By JULIE MINDA
Four large health systems with Catholic facilities are among the 42 organizations taking part in a new initiative aimed at more quickly using scientific research in health care practice.
The initiative is from the Patient-Centered Outcomes Research Institute, an independent nonprofit organization authorized by Congress in 2010 to fund research that enables
patients and clinicians to make better-informed health care decisions. The Health Systems Implementation Initiative the institute announced in March provides funding to speed uptake of comparative clinical effectiveness research findings at health
care facilities across the U.S. The institute initially is investing $50 million in the effort.
According to a press release on the initiative,
the institute aims through the work to "cut the estimated 17-year lag between the publication of (research) results and their uptake in practice."
The 42 participants in the Health Systems Implementation Initiative represent about 800 hospitals and 6,400 primary care locations across 41 states and the District of Columbia. Three CHA members — Ascension, CommonSpirit Health and Mercy —
are participating in the initiative. Intermountain Health, which has CHA-member facilities, also is taking part.
Participating health systems will collaborate, share information and establish best practices for implementing research learnings and for using metrics to gauge success.
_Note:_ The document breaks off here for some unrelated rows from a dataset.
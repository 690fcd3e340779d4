//! Stack growth for deep recursion.
//!
//! Parsing, inference and lowering all recurse over the syntax tree. Deeply
//! nested input (long `+` chains, nested array literals) can exhaust the
//! default thread stack, so recursive entry points run through
//! [`ensure_sufficient_stack`].
//!
//! On native targets the `stacker` crate grows the stack on demand; on
//! `wasm32` the closure is called directly.

/// Remaining stack below which a new segment is allocated.
const RED_ZONE: usize = 100 * 1024;

/// Size of each newly allocated stack segment.
const STACK_PER_RECURSION: usize = 1024 * 1024;

/// Run `f`, first growing the stack if less than the red zone remains.
#[inline]
#[cfg(not(target_arch = "wasm32"))]
pub fn ensure_sufficient_stack<R>(f: impl FnOnce() -> R) -> R {
    stacker::maybe_grow(RED_ZONE, STACK_PER_RECURSION, f)
}

/// WASM manages its own stack.
#[inline]
#[cfg(target_arch = "wasm32")]
pub fn ensure_sufficient_stack<R>(f: impl FnOnce() -> R) -> R {
    f()
}

#[cfg(test)]
mod tests {
    use super::*;

    #[test]
    fn test_deep_recursion_survives() {
        fn depth(n: u64) -> u64 {
            ensure_sufficient_stack(|| if n == 0 { 0 } else { depth(n - 1) + 1 })
        }

        assert_eq!(depth(100_000), 100_000);
    }

    #[test]
    fn test_passes_result_through() {
        let result: Result<i32, &str> = ensure_sufficient_stack(|| Ok(7));
        assert_eq!(result, Ok(7));
    }
}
The institute will provide funding ranging from $500,000 to $5 million per project to promote the providers' use of specific evidence from institute-funded research studies. The institute has funded a wide variety of research, including on organ transplantation, weight management, bariatric surgery, mental illness, child abuse, heart failure, diabetes, Parkinson's disease, cancer
and obstetrics.
According to an institute blog post on the Health Systems Implementation Initiative,
by conducting projects to implement evidence-based practices, "health systems will be leaders in refining, employing, and demonstrating workable strategies to improve care in real-world settings."
The institute plans to scale up the Health Systems Implementation Initiative nationwide based on learnings from the initial 42 participating systems.